On Sunday, January 17th, Peace-Builder Hyppolite Ntigurirwa of Rwanda spoke with the Hopkinton Community as part of the town's annual Martin Luther King Jr. Day of Service. Due to the continuation of COVID-19 pandemic and health restrictions, Hyppolite provided a pre-recorded talk for viewers via Livestream/Youtube made possible by HCAM-TV in Hopkinton, MA.

This talk was hosted by The Islamic Masumeen Center of New England who organized a virtual MLK Day Remembrance Ceremony for the Hopkinton community that included performance by a children's choir and other guest speakers including Massachusetts State Representative Carolyn Dykema. Hyppolite's feature talk was coordinated by The Hopkinton Freedom Team and made possible by The Vineyard Church and Hopkinton Youth and Family Services. 

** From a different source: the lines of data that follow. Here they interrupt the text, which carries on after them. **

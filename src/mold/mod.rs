//! Mold resolution engine
//!
//! A mold is a versioned bundle of templates living in an ordinary git
//! repository. This module turns a reference string into a cached, validated
//! directory:
//!
//! ```text
//! reference ──parse──▶ Reference ──lock / remote──▶ ResolvedVersion
//!     ──fetch──▶ cache snapshot ──subpath──▶ MoldView
//! ```

pub mod fetch;
pub mod lockfile;
pub mod reference;
pub mod resolver;
pub mod version;
pub mod view;

pub use fetch::Fetcher;
pub use lockfile::{LockEntry, LockFile, LOCKFILE_NAME};
pub use reference::{is_remote_reference, Reference, SpecifierKind};
pub use resolver::{MoldResolver, ResolvedMold};
pub use version::{resolve_version, Constraint, ResolvedVersion};
pub use view::MoldView;
//! Mold lock file
//!
//! `ailloy.lock` pins every resolved mold to a version and commit so repeated
//! runs reproduce the same snapshot. The file is always read and rewritten as
//! a whole. Concurrent writers are serialized by an advisory lock on a sidecar
//! file, and the new content is renamed into place so readers never see a
//! partial document.

use crate::error::{AilloyError, AilloyResult};
use crate::mold::reference::{Reference, SpecifierKind};
use chrono::{DateTime, Utc};
use fs4::fs_std::FileExt;
use serde::{Deserialize, Serialize};
use std::fs::{self, OpenOptions};
use std::io::ErrorKind;
use std::path::{Path, PathBuf};
use tracing::debug;

/// Default lock file name, relative to the project directory
pub const LOCKFILE_NAME: &str = "ailloy.lock";

/// Schema version written to new lock files
pub const API_VERSION: &str = "v1";

/// One pinned mold
#[derive(Debug, Clone, PartialEq, Eq, Serialize, Deserialize)]
pub struct LockEntry {
    pub name: String,
    /// Cache key of the origin repository (`host/owner/repo`)
    pub source: String,
    /// Resolved tag, branch, or commit
    pub version: String,
    pub commit: String,
    #[serde(default, skip_serializing_if = "Option::is_none")]
    pub subpath: Option<String>,
    pub timestamp: DateTime<Utc>,
}

impl LockEntry {
    /// Whether this pin may be reused for `reference` without asking the remote.
    ///
    /// | kind       | reused                                   |
    /// |------------|------------------------------------------|
    /// | latest     | always                                   |
    /// | constraint | always                                   |
    /// | exact      | when the versions match, `v` ignored     |
    /// | branch     | never                                    |
    /// | sha        | never                                    |
    pub fn satisfies(&self, reference: &Reference) -> bool {
        if self.source != reference.cache_key() {
            return false;
        }
        match reference.kind {
            SpecifierKind::Latest | SpecifierKind::Constraint => true,
            SpecifierKind::Exact => strip_v(&self.version) == strip_v(&reference.version),
            SpecifierKind::Branch | SpecifierKind::Sha => false,
        }
    }
}

fn strip_v(version: &str) -> &str {
    version.strip_prefix('v').unwrap_or(version)
}

/// The whole lock document
#[derive(Debug, Clone, PartialEq, Eq, Serialize, Deserialize)]
#[serde(rename_all = "camelCase")]
pub struct LockFile {
    pub api_version: String,
    #[serde(default, rename = "molds")]
    pub entries: Vec<LockEntry>,
}

impl Default for LockFile {
    fn default() -> Self {
        Self {
            api_version: API_VERSION.to_string(),
            entries: Vec::new(),
        }
    }
}

impl LockFile {
    /// Read a lock file; `Ok(None)` if it does not exist.
    pub fn read(path: &Path) -> AilloyResult<Option<Self>> {
        let content = match fs::read_to_string(path) {
            Ok(content) => content,
            Err(e) if e.kind() == ErrorKind::NotFound => return Ok(None),
            Err(e) => {
                return Err(AilloyError::LockfileRead {
                    path: path.to_path_buf(),
                    reason: e.to_string(),
                })
            }
        };

        let lock = toml::from_str(&content).map_err(|e| AilloyError::LockfileRead {
            path: path.to_path_buf(),
            reason: e.to_string(),
        })?;
        Ok(Some(lock))
    }

    /// Replace the lock file with this document.
    pub fn write(&self, path: &Path) -> AilloyResult<()> {
        let write_err = |reason: String| AilloyError::LockfileWrite {
            path: path.to_path_buf(),
            reason,
        };

        let content = toml::to_string_pretty(self).map_err(|e| write_err(e.to_string()))?;
        let tmp = sibling(path, &format!(".{}.tmp", uuid::Uuid::new_v4().simple()));
        fs::write(&tmp, content).map_err(|e| write_err(e.to_string()))?;
        fs::rename(&tmp, path).map_err(|e| {
            let _ = fs::remove_file(&tmp);
            write_err(e.to_string())
        })?;

        debug!("Wrote {} lock entries to {}", self.entries.len(), path.display());
        Ok(())
    }

    /// Entry pinned for `source`
    pub fn find_entry(&self, source: &str) -> Option<&LockEntry> {
        self.entries.iter().find(|e| e.source == source)
    }

    /// Replace the entry with the same source, or append.
    pub fn upsert_entry(&mut self, entry: LockEntry) {
        match self.entries.iter_mut().find(|e| e.source == entry.source) {
            Some(existing) => *existing = entry,
            None => self.entries.push(entry),
        }
    }

    /// Drop the entry for `source`, forcing the next resolution to go remote
    pub fn remove_entry(&mut self, source: &str) -> Option<LockEntry> {
        let idx = self.entries.iter().position(|e| e.source == source)?;
        Some(self.entries.remove(idx))
    }

    /// Read, modify, and rewrite the lock file under an exclusive lock.
    ///
    /// A missing file starts out empty. An unreadable one is an error rather
    /// than being silently replaced.
    pub fn update<R>(path: &Path, f: impl FnOnce(&mut LockFile) -> R) -> AilloyResult<R> {
        let guard_path = sibling(path, ".lck");
        let guard = OpenOptions::new()
            .create(true)
            .truncate(false)
            .read(true)
            .write(true)
            .open(&guard_path)
            .map_err(|e| AilloyError::LockfileWrite {
                path: guard_path.clone(),
                reason: e.to_string(),
            })?;
        guard
            .lock_exclusive()
            .map_err(|e| AilloyError::LockfileWrite {
                path: guard_path.clone(),
                reason: e.to_string(),
            })?;

        let mut lock = Self::read(path)?.unwrap_or_default();
        let result = f(&mut lock);
        lock.write(path)?;

        // Dropping the handle releases the advisory lock
        drop(guard);
        Ok(result)
    }
}

/// `<dir>/.<file name><suffix>` next to `path`
fn sibling(path: &Path, suffix: &str) -> PathBuf {
    let name = path
        .file_name()
        .map(|n| n.to_string_lossy().into_owned())
        .unwrap_or_else(|| LOCKFILE_NAME.to_string());
    path.with_file_name(format!(".{}{}", name, suffix))
}
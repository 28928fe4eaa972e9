//! Lock command - inspect and edit the lock file

use crate::cli::args::{LockAction, LockArgs, OutputFormat};
use crate::config::Config;
use crate::error::{AilloyError, AilloyResult};
use crate::mold::{LockEntry, LockFile, Reference};
use console::style;
use std::path::Path;

/// Execute the lock command
pub async fn execute(args: LockArgs, config: &Config) -> AilloyResult<()> {
    let path = config.lock.file.as_path();

    match args.action {
        LockAction::List { format } => list_entries(path, format),
        LockAction::Remove { reference } => remove_entry(path, &reference).await,
    }
}

fn list_entries(path: &Path, format: OutputFormat) -> AilloyResult<()> {
    let entries = LockFile::read(path)?
        .map(|lock| lock.entries)
        .unwrap_or_default();

    if entries.is_empty() {
        match format {
            OutputFormat::Json => println!("[]"),
            OutputFormat::Plain => {}
            OutputFormat::Table => println!("No lock file entries in {}", path.display()),
        }
        return Ok(());
    }

    match format {
        OutputFormat::Table => print_table(&entries),
        OutputFormat::Json => println!("{}", serde_json::to_string_pretty(&entries)?),
        OutputFormat::Plain => {
            for entry in &entries {
                println!("{}@{}", entry.source, entry.version);
            }
        }
    }
    Ok(())
}

fn print_table(entries: &[LockEntry]) {
    println!(
        "{:<20} {:<40} {:<12} {:<12} {:<20}",
        style("NAME").bold(),
        style("SOURCE").bold(),
        style("VERSION").bold(),
        style("COMMIT").bold(),
        style("LOCKED").bold()
    );
    println!("{}", "-".repeat(104));

    for entry in entries {
        let commit: String = entry.commit.chars().take(10).collect();
        println!(
            "{:<20} {:<40} {:<12} {:<12} {:<20}",
            entry.name,
            entry.source,
            entry.version,
            commit,
            entry.timestamp.format("%Y-%m-%d %H:%M")
        );
    }
}

async fn remove_entry(path: &Path, raw: &str) -> AilloyResult<()> {
    if !path.exists() {
        return Err(AilloyError::User(format!(
            "No lock file at {}",
            path.display()
        )));
    }

    // Accept a full reference as well as a bare host/owner/repo
    let source = Reference::parse(raw)?.cache_key();
    let owned_path = path.to_path_buf();
    let key = source.clone();
    let removed = tokio::task::spawn_blocking(move || {
        LockFile::update(&owned_path, |lock| lock.remove_entry(&key))
    })
    .await
    .map_err(|e| AilloyError::Internal(format!("lock update task failed: {}", e)))??;

    match removed {
        Some(entry) => println!(
            "{} unpinned {} (was {})",
            style("✓").green(),
            source,
            entry.version
        ),
        None => println!("{} is not in {}", source, path.display()),
    }
    Ok(())
}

Hyppolite's Feature Talk for Hopkinton's Annual Day of Remembrance and Service for Dr. Martin Luther King Jr. January, 2021. Click here to watch his talk.

As guest feature, he was asked to share his story of becoming a peace-builder in Rwanda and subsequently in the world beyond. Hyppolite offered a 20 minute powerful delivery of words that shared some of the traumatic details of his childhood memories of the 1994 Rwandan genocide against the Tutsi people. This included the killing of his own father and many other family members. In his later teen years, Hyppolite shared how after a childhood of deep, ongoing trauma, he considered the possibility of taking action to avenge his memories of the genocide. However a series of circumstances led him to decide to not only take an alternate course and live life as a pacifist, but to also become an eventual spokesperson/activist of peace and peace-builder as well. Some of his subsequent work includes artist, researcher, and founder of Be the Peace, an organization focused on promoting cross-generational healing and halting the intergenerational transmission of hate. In 2019, Hyppolite envisioned and conducted the “Be the Peace Walk,” a 100-day walk across the country in commemoration of 25 years since the end of the genocide. Additionally he served as an international Artist in Residence with Arts Connect International in 2016 and worked as an arts program manager for the British Council in Rwanda from 2016–2020. Hyppolite joined Yale University as a Greenberg World Fellow in 2020 and continues as a Research Fellow at the Schell Center for International Human Rights.

Hyppolite's new book A Boy Called Hyppo was just made available for pre-order on Amazon. The book takes a reader on the journey of Hyppolite's experiences of growing up in Rwanda, surviving the genocide against the Tutsi at the age of seven, forgiving the killers, and the search for peace.